Set against the French state- owned bank, Barclays looks a model of bankerly care. Not only has Credit Lyonnais produced peak losses more than twice as big, the scale of the disaster is so serious that it has also suffered the embarrassment of investigation by the French banking commission and by government auditors.

The conservative government is now investigating too after a request from the former chairman. Its focus is relations between management and socialist ministers. There could be damaging revelations since conservatives suspect that Credit Lyonnais was a poodle of the former socialist regime.

In theory, the rescue announced last month, including a Fr4.9bn capital injection and the establishment of a state-backed workout company for Fr40bn of bad debts, should be the end of the matter. But is it?
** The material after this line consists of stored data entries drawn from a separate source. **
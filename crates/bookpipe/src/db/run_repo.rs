//! Run history repository for the `job_runs` table.

use rusqlite::{params, Row};

use super::{Database, DatabaseError};

/// A finished job run as stored.
#[derive(Debug, Clone, PartialEq, Eq)]
pub struct RunRow {
    pub job_id: String,
    pub kind: String,
    pub status: String,
    pub processed_count: u32,
    pub total_count: u32,
    pub success_count: u32,
    pub failure_count: u32,
    pub error: Option<String>,
    pub started_at: Option<String>,
    pub finished_at: String,
}

impl RunRow {
    fn from_row(row: &Row<'_>) -> Result<Self, rusqlite::Error> {
        Ok(Self {
            job_id: row.get("job_id")?,
            kind: row.get("kind")?,
            status: row.get("status")?,
            processed_count: row.get("processed_count")?,
            total_count: row.get("total_count")?,
            success_count: row.get("success_count")?,
            failure_count: row.get("failure_count")?,
            error: row.get("error")?,
            started_at: row.get("started_at")?,
            finished_at: row.get("finished_at")?,
        })
    }
}

/// Records a run. Recording the same job id twice replaces the earlier row.
pub fn insert(db: &Database, run: &RunRow) -> Result<(), DatabaseError> {
    db.with_conn(|conn| {
        conn.execute(
            "INSERT OR REPLACE INTO job_runs (job_id, kind, status, processed_count, total_count,
             success_count, failure_count, error, started_at, finished_at)
             VALUES (?1, ?2, ?3, ?4, ?5, ?6, ?7, ?8, ?9, ?10)",
            params![
                run.job_id,
                run.kind,
                run.status,
                run.processed_count,
                run.total_count,
                run.success_count,
                run.failure_count,
                run.error,
                run.started_at,
                run.finished_at,
            ],
        )?;
        Ok(())
    })
}

/// Most recent runs first, optionally restricted to one kind.
pub fn recent(db: &Database, kind: Option<&str>, limit: u32) -> Result<Vec<RunRow>, DatabaseError> {
    db.with_conn(|conn| {
        let mut stmt = conn.prepare(
            "SELECT * FROM job_runs WHERE (?1 IS NULL OR kind = ?1)
             ORDER BY finished_at DESC, rowid DESC LIMIT ?2",
        )?;
        let rows = stmt
            .query_map(params![kind, limit], RunRow::from_row)?
            .collect::<Result<Vec<_>, _>>()?;
        Ok(rows)
    })
}

/// Counts recorded runs of `kind` that ended with `status`.
pub fn count_by_status(db: &Database, kind: &str, status: &str) -> Result<u64, DatabaseError> {
    db.with_conn(|conn| {
        let count: u64 = conn.query_row(
            "SELECT COUNT(*) FROM job_runs WHERE kind = ?1 AND status = ?2",
            params![kind, status],
            |r| r.get(0),
        )?;
        Ok(count)
    })
}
At a briefing in London, Jean Peyrelevade, the new chairman, said he thought all the disasters had been accounted for and the balance sheet was 'seriously clean', but he was unwilling to make any cast-iron promises.

French banks have begun to suffer heavily from much the same property crash that hit British banks two years ago. Low interest rates saved the US banking system, allowing it to rebuild its capital, and they also played a large part in shoring up British banks after we left the exchange rate mechanism, by stabilising property prices.

French banks have no such help and could still suffer considerable damage in the property market.

Mr Peyrelevade has a far better track record as a manager than his unfortunate predecessor. He claims to be able to say no and thrice no to political pressure to lend to the wrong people. But he comes from the same elite civil service background as most of the heads of French state industry.

It is a system of management patronage whose flaws have been cruelly exposed by the recession. The quicker the bank is sold off the better for its credibility and health. The two-year wait to privatisation is probably too long.